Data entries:

"""

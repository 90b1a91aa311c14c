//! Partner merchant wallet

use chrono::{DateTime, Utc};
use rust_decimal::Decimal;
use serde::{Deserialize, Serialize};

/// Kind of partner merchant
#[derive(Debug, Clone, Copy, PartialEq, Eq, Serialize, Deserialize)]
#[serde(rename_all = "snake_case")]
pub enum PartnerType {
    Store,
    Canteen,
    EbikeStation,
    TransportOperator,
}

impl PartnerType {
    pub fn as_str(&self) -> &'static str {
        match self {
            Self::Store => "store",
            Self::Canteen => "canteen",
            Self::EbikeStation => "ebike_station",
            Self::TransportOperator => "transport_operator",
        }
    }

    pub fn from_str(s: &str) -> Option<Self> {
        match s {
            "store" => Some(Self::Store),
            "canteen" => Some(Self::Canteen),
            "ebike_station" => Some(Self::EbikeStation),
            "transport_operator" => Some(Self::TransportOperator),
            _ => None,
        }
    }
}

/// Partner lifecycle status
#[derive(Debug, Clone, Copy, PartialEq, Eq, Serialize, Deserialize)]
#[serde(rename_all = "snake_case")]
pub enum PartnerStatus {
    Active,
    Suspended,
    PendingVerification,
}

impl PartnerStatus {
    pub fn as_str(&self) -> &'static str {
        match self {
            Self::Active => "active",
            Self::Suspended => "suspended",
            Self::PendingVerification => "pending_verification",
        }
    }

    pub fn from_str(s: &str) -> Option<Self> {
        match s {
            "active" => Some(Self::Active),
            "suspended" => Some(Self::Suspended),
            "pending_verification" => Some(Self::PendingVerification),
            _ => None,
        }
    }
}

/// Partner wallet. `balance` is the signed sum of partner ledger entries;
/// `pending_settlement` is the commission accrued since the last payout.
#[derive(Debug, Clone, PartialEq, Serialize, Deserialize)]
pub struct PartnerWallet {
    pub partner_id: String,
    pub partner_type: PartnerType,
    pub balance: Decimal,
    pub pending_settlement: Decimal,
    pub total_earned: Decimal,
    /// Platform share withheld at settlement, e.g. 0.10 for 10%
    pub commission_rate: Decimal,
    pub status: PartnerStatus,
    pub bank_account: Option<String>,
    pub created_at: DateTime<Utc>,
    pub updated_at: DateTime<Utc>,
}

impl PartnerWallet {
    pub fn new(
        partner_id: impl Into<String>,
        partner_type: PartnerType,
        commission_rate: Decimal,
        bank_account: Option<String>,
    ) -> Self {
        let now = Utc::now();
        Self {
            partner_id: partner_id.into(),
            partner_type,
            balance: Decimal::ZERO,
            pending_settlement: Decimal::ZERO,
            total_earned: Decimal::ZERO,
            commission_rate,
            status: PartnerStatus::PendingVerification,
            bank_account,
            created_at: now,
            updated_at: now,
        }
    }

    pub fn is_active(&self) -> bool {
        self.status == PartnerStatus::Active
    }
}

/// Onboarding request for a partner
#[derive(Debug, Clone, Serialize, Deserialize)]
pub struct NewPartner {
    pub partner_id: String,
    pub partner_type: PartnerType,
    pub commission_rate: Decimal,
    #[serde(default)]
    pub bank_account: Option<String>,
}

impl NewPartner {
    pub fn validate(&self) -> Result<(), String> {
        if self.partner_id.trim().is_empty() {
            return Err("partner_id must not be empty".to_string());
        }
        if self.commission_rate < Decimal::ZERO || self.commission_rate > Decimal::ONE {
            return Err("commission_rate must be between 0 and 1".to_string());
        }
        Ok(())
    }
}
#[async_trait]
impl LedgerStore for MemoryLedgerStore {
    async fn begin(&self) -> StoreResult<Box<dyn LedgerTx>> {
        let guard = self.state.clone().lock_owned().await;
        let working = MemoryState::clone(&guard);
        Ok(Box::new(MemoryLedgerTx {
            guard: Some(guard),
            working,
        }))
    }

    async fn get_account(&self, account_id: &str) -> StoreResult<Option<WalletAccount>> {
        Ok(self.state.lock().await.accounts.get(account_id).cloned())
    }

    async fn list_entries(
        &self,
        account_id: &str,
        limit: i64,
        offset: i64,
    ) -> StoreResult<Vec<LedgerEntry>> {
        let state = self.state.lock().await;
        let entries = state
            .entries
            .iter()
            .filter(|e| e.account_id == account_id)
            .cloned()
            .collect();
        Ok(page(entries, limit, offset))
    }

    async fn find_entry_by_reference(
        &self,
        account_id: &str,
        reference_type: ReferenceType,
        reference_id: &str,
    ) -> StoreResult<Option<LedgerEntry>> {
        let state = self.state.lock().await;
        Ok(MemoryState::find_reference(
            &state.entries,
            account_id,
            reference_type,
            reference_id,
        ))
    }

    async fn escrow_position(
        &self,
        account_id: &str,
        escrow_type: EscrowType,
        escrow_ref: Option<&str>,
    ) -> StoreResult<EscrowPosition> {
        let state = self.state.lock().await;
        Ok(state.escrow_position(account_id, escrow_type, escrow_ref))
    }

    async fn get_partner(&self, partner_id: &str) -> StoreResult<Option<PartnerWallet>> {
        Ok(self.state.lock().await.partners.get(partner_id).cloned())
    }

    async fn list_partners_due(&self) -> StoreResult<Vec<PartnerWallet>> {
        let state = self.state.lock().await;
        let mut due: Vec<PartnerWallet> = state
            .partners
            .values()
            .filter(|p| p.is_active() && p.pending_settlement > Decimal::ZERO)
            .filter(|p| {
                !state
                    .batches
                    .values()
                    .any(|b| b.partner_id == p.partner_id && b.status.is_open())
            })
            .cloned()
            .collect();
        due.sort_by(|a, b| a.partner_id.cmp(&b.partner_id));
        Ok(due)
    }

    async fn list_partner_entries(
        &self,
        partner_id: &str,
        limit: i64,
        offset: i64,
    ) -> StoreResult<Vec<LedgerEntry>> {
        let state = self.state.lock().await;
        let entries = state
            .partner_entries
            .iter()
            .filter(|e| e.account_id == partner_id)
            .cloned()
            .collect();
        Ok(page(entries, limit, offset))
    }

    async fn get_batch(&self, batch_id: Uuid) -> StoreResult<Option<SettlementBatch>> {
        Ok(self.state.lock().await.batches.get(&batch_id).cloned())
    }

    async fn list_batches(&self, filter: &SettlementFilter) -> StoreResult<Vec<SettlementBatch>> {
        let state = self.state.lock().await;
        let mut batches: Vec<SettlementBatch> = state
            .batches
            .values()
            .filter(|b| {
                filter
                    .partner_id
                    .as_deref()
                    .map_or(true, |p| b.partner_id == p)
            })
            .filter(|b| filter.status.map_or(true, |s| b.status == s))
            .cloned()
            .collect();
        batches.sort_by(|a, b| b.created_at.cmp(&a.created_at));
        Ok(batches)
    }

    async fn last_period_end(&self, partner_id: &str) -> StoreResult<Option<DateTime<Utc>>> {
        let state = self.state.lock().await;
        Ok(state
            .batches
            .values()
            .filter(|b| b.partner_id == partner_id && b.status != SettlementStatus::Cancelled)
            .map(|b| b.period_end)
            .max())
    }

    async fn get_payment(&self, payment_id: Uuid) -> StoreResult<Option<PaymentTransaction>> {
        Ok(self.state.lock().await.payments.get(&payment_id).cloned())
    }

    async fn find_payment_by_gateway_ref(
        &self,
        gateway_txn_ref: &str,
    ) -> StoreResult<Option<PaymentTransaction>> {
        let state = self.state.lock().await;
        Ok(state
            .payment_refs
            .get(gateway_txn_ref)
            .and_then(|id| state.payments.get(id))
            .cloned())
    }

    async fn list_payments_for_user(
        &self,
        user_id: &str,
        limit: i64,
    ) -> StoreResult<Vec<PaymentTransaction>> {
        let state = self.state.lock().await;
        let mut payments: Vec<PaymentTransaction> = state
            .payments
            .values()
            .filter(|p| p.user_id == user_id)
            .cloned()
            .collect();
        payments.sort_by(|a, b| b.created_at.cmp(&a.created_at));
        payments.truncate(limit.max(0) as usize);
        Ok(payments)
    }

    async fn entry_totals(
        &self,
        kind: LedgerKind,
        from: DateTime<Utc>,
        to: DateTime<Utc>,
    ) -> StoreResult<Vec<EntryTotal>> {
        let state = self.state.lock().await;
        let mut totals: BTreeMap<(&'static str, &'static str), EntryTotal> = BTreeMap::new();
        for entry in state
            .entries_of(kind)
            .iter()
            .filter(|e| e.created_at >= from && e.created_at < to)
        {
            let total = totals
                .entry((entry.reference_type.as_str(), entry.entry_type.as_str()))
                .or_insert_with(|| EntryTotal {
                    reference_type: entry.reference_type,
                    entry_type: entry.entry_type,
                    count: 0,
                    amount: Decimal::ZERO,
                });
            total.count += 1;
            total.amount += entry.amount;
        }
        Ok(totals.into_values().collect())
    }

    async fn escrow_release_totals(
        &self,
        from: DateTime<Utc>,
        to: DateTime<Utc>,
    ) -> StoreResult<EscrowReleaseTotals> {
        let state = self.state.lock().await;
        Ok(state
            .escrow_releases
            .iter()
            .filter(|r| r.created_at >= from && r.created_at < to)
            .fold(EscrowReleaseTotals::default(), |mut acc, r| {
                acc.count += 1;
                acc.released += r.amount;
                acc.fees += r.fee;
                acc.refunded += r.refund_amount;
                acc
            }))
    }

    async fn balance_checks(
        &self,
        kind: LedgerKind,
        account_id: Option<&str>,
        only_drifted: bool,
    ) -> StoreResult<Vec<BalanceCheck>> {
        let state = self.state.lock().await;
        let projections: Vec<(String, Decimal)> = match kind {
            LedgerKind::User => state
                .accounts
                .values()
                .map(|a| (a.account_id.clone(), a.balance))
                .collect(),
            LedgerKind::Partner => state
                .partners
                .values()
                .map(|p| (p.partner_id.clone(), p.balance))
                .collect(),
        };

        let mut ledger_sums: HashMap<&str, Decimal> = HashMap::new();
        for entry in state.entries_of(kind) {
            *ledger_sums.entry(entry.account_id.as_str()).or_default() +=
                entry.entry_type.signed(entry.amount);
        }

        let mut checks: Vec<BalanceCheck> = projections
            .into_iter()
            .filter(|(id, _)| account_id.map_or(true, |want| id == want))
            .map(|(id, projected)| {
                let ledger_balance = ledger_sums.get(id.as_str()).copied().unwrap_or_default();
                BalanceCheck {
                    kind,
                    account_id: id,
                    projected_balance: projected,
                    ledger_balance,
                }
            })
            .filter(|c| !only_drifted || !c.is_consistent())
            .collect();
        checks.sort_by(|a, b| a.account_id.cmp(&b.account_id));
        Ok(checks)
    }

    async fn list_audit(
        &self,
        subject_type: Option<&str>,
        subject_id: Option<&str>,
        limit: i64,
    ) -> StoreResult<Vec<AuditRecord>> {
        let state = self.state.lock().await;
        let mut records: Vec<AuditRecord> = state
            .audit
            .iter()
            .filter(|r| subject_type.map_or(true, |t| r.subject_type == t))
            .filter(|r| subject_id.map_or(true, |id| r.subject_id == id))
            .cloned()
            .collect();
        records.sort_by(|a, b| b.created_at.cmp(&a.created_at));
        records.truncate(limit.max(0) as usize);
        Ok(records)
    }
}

"""

- **What is being asked**: Which lines of the records hold the string "Some"? Copy each one.

- **Written response**:
            "store" => Some(Self::Store),
            "canteen" => Some(Self::Canteen),
            "ebike_station" => Some(Self::EbikeStation),
            "transport_operator" => Some(Self::TransportOperator),
            "active" => Some(Self::Active),
            "suspended" => Some(Self::Suspended),
            "pending_verification" => Some(Self::PendingVerification),
            guard: Some(guard),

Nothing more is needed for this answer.